On the 26th February Mabel will be 11 months old. This is crazy bananas. What is even crazier is the rate at which she has progressed since she was 9/10 months. I thought I would share some of the unexpected (and simply unconsidered) lessons I have learnt these past few weeks for your Monday amusement.

139 toys will never be enough.

Mabel still prefers the Sky remote. Or my iPhone. Or the contents of my make-up bag.

Babies are bruisers.

There is nothing delicate about Mabel. I didn’t realise such a small person could be so strong. She likes to use me as a general climbing frame, this involves having my hair pulled, my knees kicked and various areas of my epidermis squeezed until they turn blue. Up until last week I had a black eye from where she head butted me in the cheek bone. She does not appear to injure herself during any of these incidents, my baby is made of steel. Her nana nicknames her “The Wrecking Ball”.

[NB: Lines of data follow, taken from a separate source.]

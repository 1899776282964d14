//! Typed access to one mapped table.

use rusqlite::params_from_iter;
use tablemap_core::{Condition, Entity, EntityType, Value};
use tracing::{debug, info};

use crate::convert::{SqlValue, to_column_value};
use crate::cursor::{Accessor, EntityCursor, bind_columns};
use crate::definition::TableDefinition;
use crate::error::Result;
use crate::mapping::{ColumnSpec, Reconciliation, TableMapping};
use crate::orm::Orm;
use crate::registry::{SharedMapping, lock};
use crate::translate::{
    WhereClause, build_where_clause, count_sql, delete_sql, partition, render_literal,
    select_row_ids_sql, select_sql,
};

/// A registered entity type bound to its table.
///
/// Obtained from [`Orm::ensure_schema`] or [`Orm::table`]. Every operation
/// takes a snapshot of the mapping when it starts, so concurrent schema
/// changes become visible to the next operation.
pub struct Table<'o, E: Entity> {
    orm: &'o Orm,
    entity_type: EntityType<E>,
    mapping: SharedMapping,
}

struct Query {
    table: String,
    clause: Option<WhereClause>,
    post_filters: Vec<Condition>,
}

fn rendered(clause: Option<&WhereClause>) -> Vec<String> {
    clause
        .map(|c| c.params.iter().map(render_literal).collect())
        .unwrap_or_default()
}

impl<'o, E: Entity> Table<'o, E> {
    pub(crate) fn new(orm: &'o Orm, entity_type: EntityType<E>, mapping: SharedMapping) -> Self {
        Self {
            orm,
            entity_type,
            mapping,
        }
    }

    pub fn entity_type(&self) -> &EntityType<E> {
        &self.entity_type
    }

    pub fn table_name(&self) -> &str {
        self.entity_type.table_name()
    }

    /// A snapshot of the current mapping.
    pub fn mapping(&self) -> TableMapping {
        lock(&self.mapping).clone()
    }

    /// Splits `conditions` and renders the pushed-down part.
    ///
    /// Pushed-down literals are coerced to the type of their column.
    fn prepare(&self, mapping: &TableMapping, conditions: &[Condition]) -> Result<Query> {
        let (pushdown, post_filters) = partition(conditions, |c| mapping.has_column(c));
        for condition in &post_filters {
            condition.check()?;
        }
        let pushdown: Vec<Condition> = pushdown
            .into_iter()
            .map(|mut c| {
                let column = c.term.single().and_then(|name| mapping.column(name));
                if let Some(column) = column {
                    c.value = to_column_value(c.value, column.column.value_type);
                }
                c
            })
            .collect();
        Ok(Query {
            table: mapping.table_name().to_string(),
            clause: build_where_clause(&pushdown)?,
            post_filters,
        })
    }

    /// Runs a query and hands the cursor to `f`.
    ///
    /// Conditions on known columns are filtered by SQLite; the rest are
    /// evaluated on each materialized entity. The connection is closed when
    /// `f` returns. To iterate again, scan again.
    ///
    /// # Errors
    ///
    /// Returns an error if the conditions cannot be translated, the query
    /// fails, or `f` fails.
    pub fn scan<R>(
        &self,
        conditions: &[Condition],
        f: impl FnOnce(&mut EntityCursor<'_, E>) -> Result<R>,
    ) -> Result<R> {
        let mapping = self.mapping();
        let query = self.prepare(&mapping, conditions)?;
        let sql = select_sql(&query.table, query.clause.as_ref())?;
        debug!(table = %query.table, sql = %sql, params = ?rendered(query.clause.as_ref()), "select");

        let conn = self.orm.database().connect()?;
        let mut stmt = conn.prepare(&sql)?;
        let bindings = bind_columns(&self.entity_type, &mapping, &stmt.column_names());
        let params = query.clause.map(|c| c.params).unwrap_or_default();
        let rows = stmt.query(params_from_iter(params.iter().map(SqlValue)))?;
        let mut cursor = EntityCursor::new(rows, &self.entity_type, bindings, query.post_filters);
        f(&mut cursor)
    }

    /// Materializes every entity that matches `conditions`.
    pub fn select(&self, conditions: &[Condition]) -> Result<Vec<E>> {
        self.scan(conditions, |cursor| cursor.collect())
    }

    /// Row ids of the entities that match `conditions`.
    ///
    /// Only row ids are read when every condition can be pushed down.
    pub fn select_row_ids(&self, conditions: &[Condition]) -> Result<Vec<i64>> {
        let mapping = self.mapping();
        let query = self.prepare(&mapping, conditions)?;
        if !query.post_filters.is_empty() {
            return self.scan(conditions, |cursor| {
                cursor.map(|e| e.map(|e| e.row_id())).collect()
            });
        }
        let sql = select_row_ids_sql(&query.table, query.clause.as_ref())?;
        debug!(table = %query.table, sql = %sql, params = ?rendered(query.clause.as_ref()), "select row ids");
        let conn = self.orm.database().connect()?;
        let mut stmt = conn.prepare(&sql)?;
        let params = query.clause.map(|c| c.params).unwrap_or_default();
        let ids = stmt
            .query_map(params_from_iter(params.iter().map(SqlValue)), |row| row.get(0))?
            .collect::<std::result::Result<Vec<i64>, _>>()?;
        Ok(ids)
    }

    /// Counts the entities that match `conditions`.
    pub fn count(&self, conditions: &[Condition]) -> Result<i64> {
        let mapping = self.mapping();
        let query = self.prepare(&mapping, conditions)?;
        if !query.post_filters.is_empty() {
            return self.scan(conditions, |cursor| {
                cursor.try_fold(0_i64, |n, entity| entity.map(|_| n + 1))
            });
        }
        let sql = count_sql(&query.table, query.clause.as_ref())?;
        debug!(table = %query.table, sql = %sql, params = ?rendered(query.clause.as_ref()), "count");
        let conn = self.orm.database().connect()?;
        let params = query.clause.map(|c| c.params).unwrap_or_default();
        let count = conn.query_row(&sql, params_from_iter(params.iter().map(SqlValue)), |row| {
            row.get(0)
        })?;
        Ok(count)
    }

    /// Inserts `entities` in one transaction and assigns their row ids.
    ///
    /// Row ids are assigned only after the transaction commits. Returns the
    /// number of rows inserted.
    pub fn insert(&self, entities: &mut [E]) -> Result<usize> {
        let mapping = self.mapping();
        let spec = mapping.insert_spec();
        let sql = spec.sql()?;
        let accessors: Vec<_> = spec
            .mappings
            .iter()
            .map(|m| (Accessor::bind(&self.entity_type, m), m.column.value_type))
            .collect();
        debug!(table = %spec.table, sql = %sql, rows = entities.len(), "insert");

        let row_ids = self.orm.database().transact(|tx| {
            let mut stmt = tx.prepare(&sql)?;
            let mut row_ids = Vec::with_capacity(entities.len());
            for entity in entities.iter() {
                let values: Vec<Value> = accessors
                    .iter()
                    .map(|(accessor, value_type)| to_column_value(accessor.get(entity), *value_type))
                    .collect();
                stmt.execute(params_from_iter(values.iter().map(SqlValue)))?;
                row_ids.push(tx.last_insert_rowid());
            }
            Ok(row_ids)
        })?;
        for (entity, row_id) in entities.iter_mut().zip(&row_ids) {
            entity.set_row_id(*row_id);
        }
        Ok(row_ids.len())
    }

    /// Writes every transact column of `entities`, matched by row id.
    ///
    /// Returns the number of rows updated.
    pub fn update(&self, entities: &[E]) -> Result<usize> {
        let mapping = self.mapping();
        let spec = mapping.update_spec();
        let sql = spec.sql()?;
        let accessors: Vec<_> = spec
            .mappings
            .iter()
            .map(|m| (Accessor::bind(&self.entity_type, m), m.column.value_type))
            .collect();
        debug!(table = %spec.table, sql = %sql, rows = entities.len(), "update");

        self.orm.database().transact(|tx| {
            let mut stmt = tx.prepare(&sql)?;
            let mut count = 0;
            for entity in entities {
                let mut values: Vec<Value> = accessors
                    .iter()
                    .map(|(accessor, value_type)| to_column_value(accessor.get(entity), *value_type))
                    .collect();
                values.push(Value::Int64(entity.row_id()));
                count += stmt.execute(params_from_iter(values.iter().map(SqlValue)))?;
            }
            Ok(count)
        })
    }

    /// Deletes `entities` by row id. Returns the number of rows deleted.
    pub fn delete(&self, entities: &[E]) -> Result<usize> {
        let row_ids: Vec<i64> = entities.iter().map(Entity::row_id).collect();
        self.delete_row_ids(&row_ids)
    }

    /// Deletes every entity that matches `conditions`.
    pub fn delete_where(&self, conditions: &[Condition]) -> Result<usize> {
        let row_ids = self.select_row_ids(conditions)?;
        self.delete_row_ids(&row_ids)
    }

    fn delete_row_ids(&self, row_ids: &[i64]) -> Result<usize> {
        if row_ids.is_empty() {
            return Ok(0);
        }
        let sql = delete_sql(self.table_name())?;
        debug!(table = %self.table_name(), sql = %sql, rows = row_ids.len(), "delete");
        self.orm.database().transact(|tx| {
            let mut stmt = tx.prepare(&sql)?;
            let mut count = 0;
            for row_id in row_ids {
                count += stmt.execute([row_id])?;
            }
            Ok(count)
        })
    }

    /// Reconciles the mapping with the live table.
    pub fn update_schema(&self) -> Result<Reconciliation> {
        let conn = self.orm.database().connect()?;
        lock(&self.mapping).update(&conn)
    }

    /// Adds dynamic columns to an elastic table.
    pub fn add_columns(&self, specs: &[ColumnSpec]) -> Result<Vec<String>> {
        let conn = self.orm.database().connect()?;
        let added = lock(&self.mapping).add_columns(&conn, specs)?;
        if !added.is_empty() {
            info!(table = %self.table_name(), columns = ?added, "added columns");
        }
        Ok(added)
    }

    /// Drops dynamic columns from an elastic table.
    pub fn drop_columns(&self, names: &[&str]) -> Result<bool> {
        let conn = self.orm.database().connect()?;
        lock(&self.mapping).drop_columns(&conn, names)
    }

    /// The editable definition of an elastic table.
    pub fn definition(&self) -> Option<TableDefinition> {
        let mapping = self.mapping();
        mapping
            .kind()
            .is_elastic()
            .then(|| TableDefinition::from_mapping(&mapping))
    }
}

Your breakfast/lunch/dinner is never your own.

No matter when I eat or what I eat Mabel always appears to want it for herself. A fond memory was the debacle with the jam on toast (yes I know – what divvy stick hands their baby jam on toast…) Tesco’s finest Strawberry conserve ended up smeared across my face, in Mabel’s hair, across the kitchen floor and somehow on the tassels of my ankle boots which I discovered some hours later. I did not actually consume any of the jam on toast. None.

In fact nothing is ever yours ever again.

Specifically magazines. Or clean washing (which you are trying to put away) or the Sky remote. Or your iPhone. Or your make-up bag.

Child-Proofing your home is actually impossible.

Unless you live in a house that is essentially a soft play wipe-clean abode with no walls.

Babies crawl at the speed of light.

You cannot leave them for a second. A SECOND. And how do they all of a sudden learn to open cupboards and doors? HOW?!

Babies like pets and will probably try and terrorise them.

Poor Fathead*. Mabel loves him. She loves him so much if he’s in the room she squeals delightedly and crawls after him (at the speed of light). He mostly looks afraid. VERY afraid. Recently she pulled herself up on the edge of the sofa where he was sleeping and grabbed herself a handful of fur. Her affections are subsequently unrequited.

You will find strange things in strange places

On Friday I went on a (rare) girls night out. I felt reasonably glamorous until I found a selection of Ella’s Kitchen Puffits* in my clutch bag. As far as I’m aware Mabel has never had anything to do with my clutch bag.

James: “Did you have a good night?”
Me: “Yes…although I found crushed up puffits in my Balenciaga, I think they might be permanently ingrained in the zip….”

Please do share your discoveries in the comments box below. Happy Monday folks 🙂

*Fathead is my husband’s cat.
*Puffits are essentially small round watsits that have the ability to migrate to and thus ruin your favourite accessories.